Inevitably, most of the ethical issues of data relate to data about people. The GDPR came into effect on May 25, 2018. This replaces the UK's Data Protection Act (DPA), and is a European Union (EU)-wide regulation “on the protection of natural persons with regard to the processing of personal data…,” defining personal data as “any information relating to an identified or identifiable natural person (‘data subject’); an identifiable natural person is one who can be identified, directly or indirectly, in particular by reference to an identifier such as a name, an identification number, location data, an online identifier or to one or more factors specific to the physical, physiological, genetic, mental, economic, cultural or social identity of that natural person” (GDPR Article 4, Definitions 13 ). This includes things such as IP addresses and mobile device identifiers. Even pseudonymized personal data might be covered by the regulation. The regulation increases the level of responsibility and accountability of those processing personal data, and requires organizations to notify the national authorities of serious data breaches as soon as possible—within 24 hours if feasible. It also gives greater control to individuals, who will have easier access to “their own” data (we return to the question of data ownership below), be able to transfer personal data between service providers more easily (to improve competition), and have a “right to be forgotten,” so that they can request their data to be deleted if there are no legitimate grounds for holding them. Penalties for organizations breaching the regulation can be as much as four percent of global turnover.

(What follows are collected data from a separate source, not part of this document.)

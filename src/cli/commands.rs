//! CLI commands for the node
//!
//! Implements the command handlers behind the `peerlink` binary.

use crate::config::{NodeConfig, ProtocolKind, ServerConfig};
use crate::indexing::{IndexDispatch, LogIndexer};
use crate::network::{AddressBook, Controls, ProtocolSet, Registry};
use crate::storage::FileMarkerStore;
use std::net::SocketAddr;
use std::path::{Path, PathBuf};
use std::sync::Arc;

/// Result type for CLI operations
pub type CliResult<T> = Result<T, Box<dyn std::error::Error>>;

/// Marker file of the indexing queue, inside the data directory
const INDEX_MARKER_FILE: &str = "last_index";

/// Command-line settings that take precedence over the config file
#[derive(Debug, Clone, Default)]
pub struct Overrides {
    pub data_dir: Option<PathBuf>,
    pub client: bool,
    pub listen: Option<bool>,
    pub threads: Option<usize>,
    pub connect: Vec<SocketAddr>,
    pub allow_local: bool,
}

/// Read the config file and apply command-line overrides
pub fn load_config(path: &Path, overrides: &Overrides) -> CliResult<NodeConfig> {
    let mut config = NodeConfig::load(path)?;

    if let Some(dir) = &overrides.data_dir {
        config.node.data_dir = dir.clone();
    }
    if overrides.client {
        config.node.client = true;
    }
    if overrides.allow_local {
        config.node.allow_local_peers = true;
    }
    config.node.connect.extend(overrides.connect.iter().copied());

    for kind in ProtocolKind::ALL {
        let section = config.section_mut(kind);
        if let Some(listen) = overrides.listen {
            section.listen = Some(listen);
        }
        if let Some(threads) = overrides.threads {
            section.threads = Some(threads);
        }
    }

    config.validate()?;
    Ok(config)
}

/// Show which servers the configuration would start
pub fn cmd_check_config(config: &NodeConfig) -> CliResult<()> {
    println!("📋 Configuration");
    println!("   Data dir: {}", config.node.data_dir.display());
    println!("   Bind:     {}", config.node.bind);
    println!(
        "   TLS:      {}",
        if config.tls.is_configured() { "configured" } else { "not configured" }
    );
    println!();

    for kind in ProtocolKind::ALL {
        match ServerConfig::for_kind(kind, config) {
            Ok(cfg) => {
                let listen = if !cfg.listen {
                    "not listening".to_string()
                } else if cfg.ssl_required {
                    format!("tls port {}", cfg.ssl_port)
                } else if cfg.ssl {
                    format!("port {} + tls port {}", cfg.port, cfg.ssl_port)
                } else {
                    format!("port {}", cfg.port)
                };
                println!(
                    "✅ {:<7} {} | {}/{} connections | {} threads | ddos {} | manager {}",
                    kind.name(),
                    listen,
                    cfg.max_incoming,
                    cfg.max_connections,
                    cfg.threads,
                    if cfg.ddos { "on" } else { "off" },
                    if cfg.manager { "on" } else { "off" },
                );
            }
            Err(reason) => println!("⛔ {:<7} disabled: {}", kind.name(), reason),
        }
    }

    Ok(())
}

/// List known peer addresses
pub async fn cmd_peers(config: &NodeConfig, count: usize) -> CliResult<()> {
    let book = AddressBook::open(&config.node.data_dir, config.node.allow_local_peers)?;
    let mut addrs = book.get(|_| true).await;

    if addrs.is_empty() {
        println!("No known peers in {}", config.node.data_dir.display());
        return Ok(());
    }

    addrs.sort_by(|a, b| b.last_seen.cmp(&a.last_seen));
    println!("📇 {} known peers", addrs.len());
    for addr in addrs.iter().take(count) {
        let seen = chrono::DateTime::from_timestamp(addr.last_seen as i64, 0)
            .map(|t| t.format("%Y-%m-%d %H:%M:%S").to_string())
            .unwrap_or_else(|| "-".to_string());
        println!("   {:<45} services {:#06x}  seen {}", addr.canonical(), addr.services.bits(), seen);
    }

    Ok(())
}

/// What the signal loop was woken by
enum Signal {
    Shutdown,
    CloseListening,
    OpenListening,
}

/// Signal streams, registered once so nothing arrives unobserved
#[cfg(unix)]
struct Signals {
    terminate: tokio::signal::unix::Signal,
    close: tokio::signal::unix::Signal,
    open: tokio::signal::unix::Signal,
}

#[cfg(unix)]
impl Signals {
    fn new() -> std::io::Result<Self> {
        use tokio::signal::unix::{signal, SignalKind};

        Ok(Self {
            terminate: signal(SignalKind::terminate())?,
            close: signal(SignalKind::user_defined1())?,
            open: signal(SignalKind::user_defined2())?,
        })
    }

    async fn next(&mut self) -> std::io::Result<Signal> {
        tokio::select! {
            result = tokio::signal::ctrl_c() => result.map(|_| Signal::Shutdown),
            _ = self.terminate.recv() => Ok(Signal::Shutdown),
            _ = self.close.recv() => Ok(Signal::CloseListening),
            _ = self.open.recv() => Ok(Signal::OpenListening),
        }
    }
}

#[cfg(not(unix))]
struct Signals;

#[cfg(not(unix))]
impl Signals {
    fn new() -> std::io::Result<Self> {
        Ok(Self)
    }

    async fn next(&mut self) -> std::io::Result<Signal> {
        tokio::signal::ctrl_c().await.map(|_| Signal::Shutdown)
    }
}

/// Run the node until interrupted.
///
/// On unix, SIGUSR1 closes every listener and suspends the node, SIGUSR2
/// reopens them.
pub async fn cmd_run(config: NodeConfig) -> CliResult<()> {
    let controls = Controls::new();
    let mut signals = Signals::new()?;
    let book = AddressBook::open(&config.node.data_dir, config.node.allow_local_peers)?;

    println!("🌐 Starting node in {}", config.node.data_dir.display());
    let registry = Registry::with_book(&config, ProtocolSet::uniform(), controls.clone(), book).await?;

    let running = registry.running();
    if running.is_empty() {
        println!("⚠️  No server could be started");
    } else {
        for kind in &running {
            if let Some(server) = registry.server(*kind) {
                println!("   {} on port {}", kind, server.port());
            }
        }
    }

    let dispatch = if config.node.indexes {
        let markers = Arc::new(FileMarkerStore::new(config.node.data_dir.join(INDEX_MARKER_FILE)));
        let dispatch = Arc::new(IndexDispatch::start(Arc::new(LogIndexer), markers, controls.clone())?);
        registry.attach_index(&dispatch);
        Some(dispatch)
    } else {
        None
    };

    loop {
        match signals.next().await? {
            Signal::Shutdown => break,
            Signal::CloseListening => registry.close_listening().await,
            Signal::OpenListening => registry.open_listening().await,
        }
    }

    println!("\n📴 Shutting down node...");
    registry.shutdown().await;
    if let Some(dispatch) = dispatch {
        dispatch.join().await;
    }

    Ok(())
}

The GDPR goes into considerable detail about the obligations associated with personal data and what legitimate operations may be applied to such data, although there will doubtless be many debates about the precise interpretation as it comes into force. Thus, Recital (1) says “The protection of natural persons in relation to the processing of personal data is a fundamental right …” but Recital (4) says “The right to the protection of personal data is not an absolute right,” going on to add that “it must be considered in relation to its function in society and be balanced against other fundamental rights, in accordance with the principle of proportionality….” Recital (4) also says “The processing of personal data should be designed to serve mankind….”

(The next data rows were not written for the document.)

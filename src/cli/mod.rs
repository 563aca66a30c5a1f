//! Command-line interface for `heartdb`.

pub mod commands;

use clap::{ArgAction, Args, Parser, Subcommand};
use std::path::PathBuf;

#[derive(Debug, Parser)]
#[command(
    name = "heartdb",
    version,
    about = "Heart-rate readings store with per-patient report and chart queries"
)]
pub struct Cli {
    /// Path to the SQLite database, bypassing workspace discovery.
    #[arg(long, global = true, env = "HEARTDB_DB")]
    pub db: Option<PathBuf>,

    /// Emit JSON instead of text.
    #[arg(long, global = true)]
    pub json: bool,

    /// Increase log verbosity (-v, -vv, -vvv).
    #[arg(short, long, global = true, action = ArgAction::Count)]
    pub verbose: u8,

    /// Only log errors.
    #[arg(short, long, global = true)]
    pub quiet: bool,

    #[command(subcommand)]
    pub command: Command,
}

#[derive(Debug, Subcommand)]
pub enum Command {
    /// Create the workspace and (re)create the readings schema.
    Init(InitArgs),
    /// Record one heart-rate reading.
    Insert(InsertArgs),
    /// Per-patient summary of stored readings.
    Report(ReportArgs),
    /// Chronological series of recent readings for one patient.
    Chart(ChartArgs),
    /// Insert pseudo-random demo readings.
    Seed(SeedArgs),
}

#[derive(Debug, Args)]
pub struct InitArgs {
    /// Recreate the schema even if readings exist (destroys them all).
    #[arg(long)]
    pub force: bool,
}

#[derive(Debug, Args)]
pub struct InsertArgs {
    /// Patient name (free-form, matched exactly by other commands).
    #[arg(long)]
    pub name: String,

    /// Heart-rate value in beats per minute.
    #[arg(long)]
    pub value: i64,

    /// Timestamp as 'YYYY-MM-DD HH:MM:SS[.ffffff]'; defaults to now.
    #[arg(long)]
    pub time: Option<String>,
}

#[derive(Debug, Args)]
pub struct ReportArgs {
    /// Maximum number of patients to list; 0 means unbounded.
    #[arg(long, default_value_t = 0)]
    pub limit: u32,

    /// Patients to skip; only applies when --limit is greater than 0.
    #[arg(long, default_value_t = 0)]
    pub offset: u32,
}

#[derive(Debug, Args)]
pub struct ChartArgs {
    /// Patient name, matched exactly.
    pub name: String,
}

#[derive(Debug, Args)]
pub struct SeedArgs {
    /// Number of readings to insert.
    #[arg(long, default_value_t = 100)]
    pub count: u32,

    /// Patient name to seed (repeatable); defaults to a demo roster.
    #[arg(long = "name", value_name = "NAME")]
    pub names: Vec<String>,
}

The UK's Information Commissioner's Office has published guidelines to determining what are personal data. 14,15 These describe a sequence of steps (in the form of questions) that can be gone through to determine whether data are personal data. They hinge around whether an individual can be identified from the data, perhaps by linking to other data sources.

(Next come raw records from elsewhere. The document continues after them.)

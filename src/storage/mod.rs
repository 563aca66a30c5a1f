//! `SQLite` storage layer for `heartdb`.
//!
//! # Submodules
//!
//! - [`schema`] - Database schema definition
//! - [`sqlite`] - The [`ReadingStore`] implementation

pub mod schema;
pub mod sqlite;

pub use sqlite::{CHART_WINDOW, ReadingStore};
//! Chart command: recent readings for one patient, oldest first.

use crate::cli::ChartArgs;
use crate::config;
use crate::error::Result;
use crate::format;
use std::path::PathBuf;
use tracing::debug;

/// Execute the chart command.
///
/// JSON output keeps the store's asymmetric shape: `[]` when the
/// patient has no readings, `[times, values]` otherwise.
pub fn execute(args: &ChartArgs, json: bool, db_override: Option<&PathBuf>) -> Result<()> {
    let store = config::open_store_from(db_override)?;

    let series = store.chart(&args.name)?;
    debug!(name = %args.name, points = series.len(), "chart ready");

    if json {
        println!("{}", serde_json::to_string_pretty(&series)?);
    } else {
        print!("{}", format::render_chart(&args.name, &series));
    }
    Ok(())
}
//! Init command: create the workspace and reset the readings schema.
//!
//! Schema creation is destructive (drop-and-recreate), so once the
//! database holds readings a second init refuses unless `--force` is
//! given.

use crate::cli::InitArgs;
use crate::config::{ConfigPaths, Metadata};
use crate::error::{HeartDbError, Result};
use crate::storage::ReadingStore;
use std::path::PathBuf;
use tracing::info;

/// Execute the init command.
///
/// With `--db` the workspace directory is skipped entirely and the
/// schema is reset directly at that path. Otherwise a `.heartdb`
/// directory is created in the current directory with default
/// metadata.
pub fn execute(args: &InitArgs, db_override: Option<&PathBuf>) -> Result<()> {
    let (store, db_path) = if let Some(path) = db_override {
        (ReadingStore::open(path)?, path.clone())
    } else {
        let heartdb_dir = std::env::current_dir()?.join(".heartdb");
        std::fs::create_dir_all(&heartdb_dir)?;

        let paths = ConfigPaths::resolve(&heartdb_dir, None)?;
        if !heartdb_dir.join("metadata.json").exists() {
            Metadata::default().save(&heartdb_dir)?;
        }
        (ReadingStore::open(&paths.db_path)?, paths.db_path)
    };

    let existing = store.count_readings()?;
    if existing > 0 && !args.force {
        return Err(HeartDbError::ResetRefused { count: existing });
    }

    store.create_schema()?;
    info!(db = %db_path.display(), "schema created");
    println!("Initialized heart-rate database at {}", db_path.display());
    Ok(())
}
//! Seed command: insert pseudo-random demo readings.
//!
//! Readings are spread one second apart ending now, so a chart run
//! immediately afterwards shows a plausible recent series.

use crate::cli::SeedArgs;
use crate::config;
use crate::error::Result;
use chrono::{Duration, Local};
use rand::Rng;
use std::path::PathBuf;
use tracing::info;

const DEFAULT_NAMES: &[&str] = &["Ana", "Luis", "Hernan"];

/// Execute the seed command.
pub fn execute(args: &SeedArgs, db_override: Option<&PathBuf>) -> Result<()> {
    let store = config::open_store_from(db_override)?;

    let names: Vec<String> = if args.names.is_empty() {
        DEFAULT_NAMES.iter().map(ToString::to_string).collect()
    } else {
        args.names.clone()
    };

    let mut rng = rand::rng();
    let start = Local::now().naive_local() - Duration::seconds(i64::from(args.count));

    for i in 0..args.count {
        let name = &names[rng.random_range(0..names.len())];
        let value = rng.random_range(55..=110);
        let time = start + Duration::seconds(i64::from(i));
        store.insert(time, name, value)?;
    }

    info!(count = args.count, patients = names.len(), "demo readings seeded");
    println!(
        "Inserted {} readings for {} patient(s)",
        args.count,
        names.len()
    );
    Ok(())
}
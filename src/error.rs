//! Error types for `heartdb`.

use thiserror::Error;

/// Crate-wide result alias.
pub type Result<T> = std::result::Result<T, HeartDbError>;

/// All errors surfaced by the library.
///
/// Storage failures are propagated directly from the engine; there is
/// no retry or fallback anywhere in this crate. Absence of rows is not
/// an error (queries return empty results).
#[derive(Debug, Error)]
pub enum HeartDbError {
    #[error("storage error: {0}")]
    Storage(#[from] rusqlite::Error),

    #[error("I/O error: {0}")]
    Io(#[from] std::io::Error),

    #[error("JSON error: {0}")]
    Json(#[from] serde_json::Error),

    #[error("invalid timestamp '{value}': {source}")]
    Timestamp {
        value: String,
        source: chrono::ParseError,
    },

    #[error("not inside a heartdb workspace (run 'heartdb init' first)")]
    NotInitialized,

    #[error("database already contains {count} readings; pass --force to destroy them")]
    ResetRefused { count: u64 },
}
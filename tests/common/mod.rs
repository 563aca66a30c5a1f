#![allow(dead_code)]

use chrono::NaiveDateTime;
use heartdb::storage::ReadingStore;
use std::sync::Once;
use tempfile::TempDir;

static INIT: Once = Once::new();

pub fn init_test_logging() {
    INIT.call_once(|| {
        heartdb::logging::init_test_logging();
    });
}

pub fn test_db() -> ReadingStore {
    init_test_logging();
    ReadingStore::open_memory().expect("Failed to create test database")
}

pub fn test_db_with_dir() -> (ReadingStore, TempDir) {
    init_test_logging();
    let dir = TempDir::new().expect("Failed to create temp dir");
    let db_path = dir.path().join(".heartdb").join("heart.db");
    std::fs::create_dir_all(db_path.parent().unwrap()).unwrap();
    let store = ReadingStore::open(&db_path).expect("Failed to create test database");
    (store, dir)
}

/// Parse a test timestamp, with or without fractional seconds.
pub fn ts(raw: &str) -> NaiveDateTime {
    NaiveDateTime::parse_from_str(raw, "%Y-%m-%d %H:%M:%S")
        .or_else(|_| NaiveDateTime::parse_from_str(raw, "%Y-%m-%d %H:%M:%S%.f"))
        .expect("valid test timestamp")
}
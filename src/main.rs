use clap::Parser;
use heartdb::cli::{Cli, Command, commands};
use heartdb::logging;
use std::process::ExitCode;

fn main() -> ExitCode {
    let cli = Cli::parse();

    if let Err(err) = logging::init_logging(cli.verbose, cli.quiet) {
        eprintln!("error: failed to initialize logging: {err}");
        return ExitCode::FAILURE;
    }

    let db = cli.db.as_ref();
    let result = match &cli.command {
        Command::Init(args) => commands::init::execute(args, db),
        Command::Insert(args) => commands::insert::execute(args, db),
        Command::Report(args) => commands::report::execute(args, cli.json, db),
        Command::Chart(args) => commands::chart::execute(args, cli.json, db),
        Command::Seed(args) => commands::seed::execute(args, db),
    };

    match result {
        Ok(()) => ExitCode::SUCCESS,
        Err(err) => {
            eprintln!("error: {err}");
            ExitCode::FAILURE
        }
    }
}
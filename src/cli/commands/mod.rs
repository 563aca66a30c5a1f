//! Command implementations, one module per subcommand.

pub mod chart;
pub mod init;
pub mod insert;
pub mod report;
pub mod seed;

As we have noted, complications arise because data items do not exist in isolation, but only in a context. In particular, my personal data might tell you something about others' personal data, even if that is not explicit in a database. For example, my genetic data tell me something about other members of my family, and my address, holiday times, and so on are likely to describe other people as well. Your personal data might include the fact that you belong to a particular group. However, the fact that that group met at a certain time and place is of itself surely not your personal data. However, put these facts together and I can deduce where you were then. Combine your personal data with other data and we have more personal data about you.

Data Ownership

GDPR Recital (7) says “…Natural persons should have control of their own personal data…,” with a concept of ownership implicit. Before the computer and Internet era, discussions of data ownership were often based on notions of copyright. Indeed, data sets were sometimes protected against copying by introducing unique features. For example, mathematical tables might include the occasional wrong value in the 4th (insignificant) digit and maps might include imaginary towns or nonexistent kinks in roads. More recently, “digital watermarking” is sometimes used, in which an identifying signal is embedded in the data. This is related to steganography, where a message or other information is concealed in a body of data.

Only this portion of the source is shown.